Last edited by Tuxuser on Sat Jun 16, 2007 11:45 am; edited 1 time in total

----------

## Xanadu

Did you build the box, or was it from some company (Dell, Gateway, etc.)?  Did you then have to put all the (damn...) conductors for the USB ports on the Mother Board?

If yes to both of those, my first and only guess is that you made a boo boo on some of the pins.  IIRC, it's 8 wires port: + and - for each conductor in a USB port which there is four AND it's a bit more important from there as the power and the data can't be messed up.  My guess is the power leads are on the data pins, thus odd power problems with the ports.

I'd suggest to check the schematic (yet   :Smile:   ) again and verify (again!  :Laughing:  ) that the leads are on the right pins.

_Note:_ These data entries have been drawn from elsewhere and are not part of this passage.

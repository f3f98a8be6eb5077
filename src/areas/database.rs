//! Content-addressed object store
//!
//! Objects are zlib-compressed under `.git/objects/ab/cdef123...`, the
//! first two hex chars of the SHA-1 naming the directory. Writes go to a
//! temp file first and land by rename, so a reader never observes a
//! partial object; re-storing existing content is a no-op because the same
//! bytes map to the same path.

use crate::artifacts::core::GitError;
use crate::artifacts::database::database_entry::DatabaseEntry;
use crate::artifacts::objects::blob::Blob;
use crate::artifacts::objects::commit::Commit;
use crate::artifacts::objects::object::{Object, ObjectBox, Packable, Unpackable};
use crate::artifacts::objects::object_id::ObjectId;
use crate::artifacts::objects::object_type::ObjectType;
use crate::artifacts::objects::tree::Tree;
use anyhow::Context;
use bytes::Bytes;
use sha1::{Digest, Sha1};
use std::collections::BTreeSet;
use std::io::{Cursor, Read, Write};
use std::path::{Path, PathBuf};

#[derive(Debug)]
pub struct Database {
    /// Path to the objects directory (typically `.git/objects`)
    path: Box<Path>,
}

impl Database {
    pub fn new(path: Box<Path>) -> Self {
        Database { path }
    }

    pub fn objects_path(&self) -> &Path {
        &self.path
    }

    pub fn exists(&self, object_id: &ObjectId) -> bool {
        self.path.join(object_id.to_path()).exists()
    }

    /// Store a typed object, returning its address. A no-op when the
    /// object already exists.
    pub fn store(&self, object: impl Object) -> anyhow::Result<ObjectId> {
        let object_id = object.object_id()?;
        self.write_if_absent(&object_id, object.serialize()?)?;

        Ok(object_id)
    }

    /// Store a raw payload under the given kind, framing and hashing it.
    /// This is the pack reader's entry point: it has bytes, not typed
    /// objects.
    pub fn store_bytes(&self, object_type: ObjectType, payload: Bytes) -> anyhow::Result<ObjectId> {
        let mut content = Vec::with_capacity(payload.len() + 16);
        content.write_all(format!("{} {}\0", object_type.as_str(), payload.len()).as_bytes())?;
        content.write_all(&payload)?;

        let digest = Sha1::digest(&content);
        let object_id = ObjectId::try_parse(format!("{digest:x}"))?;

        self.write_if_absent(&object_id, Bytes::from(content))?;

        Ok(object_id)
    }

    /// Load an object's kind and payload (header validated and stripped)
    pub fn read_raw(&self, object_id: &ObjectId) -> anyhow::Result<(ObjectType, Bytes)> {
        let content = self.load(object_id)?;
        let mut reader = Cursor::new(&content);

        let (object_type, size) = ObjectType::parse_header(&mut reader)?;
        let payload = content.slice(reader.position() as usize..);

        if payload.len() != size {
            return Err(GitError::Corrupt(format!(
                "object {object_id}: header size {size} but payload is {} bytes",
                payload.len()
            ))
            .into());
        }

        Ok((object_type, payload))
    }

    /// Parse an object into its typed representation
    pub fn parse_object(&self, object_id: &ObjectId) -> anyhow::Result<ObjectBox> {
        let (object_type, payload) = self.read_raw(object_id)?;
        let reader = Cursor::new(payload);

        match object_type {
            ObjectType::Blob => Ok(ObjectBox::Blob(Box::new(Blob::deserialize(reader)?))),
            ObjectType::Tree => Ok(ObjectBox::Tree(Box::new(Tree::deserialize(reader)?))),
            ObjectType::Commit => Ok(ObjectBox::Commit(Box::new(Commit::deserialize(reader)?))),
        }
    }

    pub fn parse_object_as_blob(&self, object_id: &ObjectId) -> anyhow::Result<Blob> {
        match self.parse_object(object_id)? {
            ObjectBox::Blob(blob) => Ok(*blob),
            other => Err(GitError::Corrupt(format!(
                "object {object_id} is a {}, expected a blob",
                other.object_type()
            ))
            .into()),
        }
    }

    pub fn parse_object_as_tree(&self, object_id: &ObjectId) -> anyhow::Result<Tree> {
        match self.parse_object(object_id)? {
            ObjectBox::Tree(tree) => Ok(*tree),
            other => Err(GitError::Corrupt(format!(
                "object {object_id} is a {}, expected a tree",
                other.object_type()
            ))
            .into()),
        }
    }

    pub fn parse_object_as_commit(&self, object_id: &ObjectId) -> anyhow::Result<Commit> {
        match self.parse_object(object_id)? {
            ObjectBox::Commit(commit) => Ok(*commit),
            other => Err(GitError::Corrupt(format!(
                "object {object_id} is a {}, expected a commit",
                other.object_type()
            ))
            .into()),
        }
    }

    /// Flatten a tree into `path -> (oid, mode)` for every file it
    /// reaches, recursing through subtrees.
    pub fn load_flat_tree(
        &self,
        tree_oid: &ObjectId,
    ) -> anyhow::Result<std::collections::BTreeMap<PathBuf, DatabaseEntry>> {
        let mut entries = std::collections::BTreeMap::new();
        self.flatten_tree(tree_oid, &PathBuf::new(), &mut entries)?;
        Ok(entries)
    }

    fn flatten_tree(
        &self,
        tree_oid: &ObjectId,
        prefix: &Path,
        entries: &mut std::collections::BTreeMap<PathBuf, DatabaseEntry>,
    ) -> anyhow::Result<()> {
        let tree = self.parse_object_as_tree(tree_oid)?;

        for (name, entry) in tree.entries() {
            let path = prefix.join(name);
            if entry.is_tree() {
                self.flatten_tree(&entry.oid, &path, entries)?;
            } else {
                entries.insert(path, entry.clone());
            }
        }

        Ok(())
    }

    /// Every object reachable from `start`: commits pull in their parents
    /// and tree, trees their entries. The full closure, blobs included, is
    /// what push needs to compute the objects a remote is missing.
    pub fn reachable_objects(&self, start: &ObjectId) -> anyhow::Result<BTreeSet<ObjectId>> {
        let mut reachable = BTreeSet::new();
        let mut queue = vec![start.clone()];

        while let Some(object_id) = queue.pop() {
            if !reachable.insert(object_id.clone()) {
                continue;
            }

            match self.parse_object(&object_id)? {
                ObjectBox::Commit(commit) => {
                    queue.push(commit.tree_oid().clone());
                    queue.extend(commit.parents().iter().cloned());
                }
                ObjectBox::Tree(tree) => {
                    queue.extend(tree.into_entries().map(|(_, entry)| entry.oid));
                }
                ObjectBox::Blob(_) => {}
            }
        }

        Ok(reachable)
    }

    /// Load the decompressed object content, header included
    pub fn load(&self, object_id: &ObjectId) -> anyhow::Result<Bytes> {
        let object_path = self.path.join(object_id.to_path());

        let compressed = match std::fs::read(&object_path) {
            Ok(bytes) => bytes,
            Err(e) if e.kind() == std::io::ErrorKind::NotFound => {
                return Err(GitError::NotFound(format!("object {object_id}")).into());
            }
            Err(e) => {
                return Err(e).context(format!(
                    "unable to read object file {}",
                    object_path.display()
                ));
            }
        };

        Self::decompress(Bytes::from(compressed))
            .with_context(|| format!("unable to decompress object {object_id}"))
    }

    fn write_if_absent(&self, object_id: &ObjectId, content: Bytes) -> anyhow::Result<()> {
        let object_path = self.path.join(object_id.to_path());
        if object_path.exists() {
            return Ok(());
        }

        let object_dir = object_path
            .parent()
            .context(format!("invalid object path {}", object_path.display()))?;
        std::fs::create_dir_all(object_dir).context(format!(
            "unable to create object directory {}",
            object_dir.display()
        ))?;

        // assemble in a temp file, then rename into place
        let temp_path = object_dir.join(format!("tmp-obj-{}", rand::random::<u32>()));
        let compressed = Self::compress(content)?;

        let mut file = std::fs::OpenOptions::new()
            .write(true)
            .create(true)
            .truncate(true)
            .open(&temp_path)
            .context(format!(
                "unable to open object file {}",
                temp_path.display()
            ))?;
        file.write_all(&compressed).context(format!(
            "unable to write object file {}",
            temp_path.display()
        ))?;

        std::fs::rename(&temp_path, &object_path).context(format!(
            "unable to rename object file to {}",
            object_path.display()
        ))?;

        Ok(())
    }

    fn compress(data: Bytes) -> anyhow::Result<Bytes> {
        let mut encoder =
            flate2::write::ZlibEncoder::new(Vec::new(), flate2::Compression::default());
        encoder
            .write_all(&data)
            .context("unable to compress object content")?;

        encoder
            .finish()
            .map(Bytes::from)
            .context("unable to finish compressing object content")
    }

    fn decompress(data: Bytes) -> anyhow::Result<Bytes> {
        let mut decoder = flate2::read::ZlibDecoder::new(&*data);
        let mut decompressed = Vec::new();
        decoder
            .read_to_end(&mut decompressed)
            .map_err(|e| GitError::Corrupt(format!("object zlib stream: {e}")))?;

        Ok(Bytes::from(decompressed))
    }
}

Other than that, I'm clueless since I've never seen that error.

----------

## Tuxuser

One: I build the box. 

Two: Actually they worked since last week then (after I was after way too many months out of broadband) I completely rebuild gentoo for being up-to date.

----------

## Tuxuser

Obviously my USB ports were actually fried for what reason ever - the message was correct. A fuse is blown on the mainboard.   :Crying or Very sad: 

----------

## Xanadu

 *Tuxuser wrote:*   

> Obviously my USB ports were actually fried for what reason ever - the message was correct. A fuse is blown on the mainboard.  

 

Ouch!   :Crying or Very sad: 

Man, that really stinks.  I guess your house/apartment/flat/whatever-it's-called-in-over-there got hit by lightning or something?  I feel for ya, man.  I hope you recover soon.  I know how I'd feel if my main machine suddenly died like that.

----------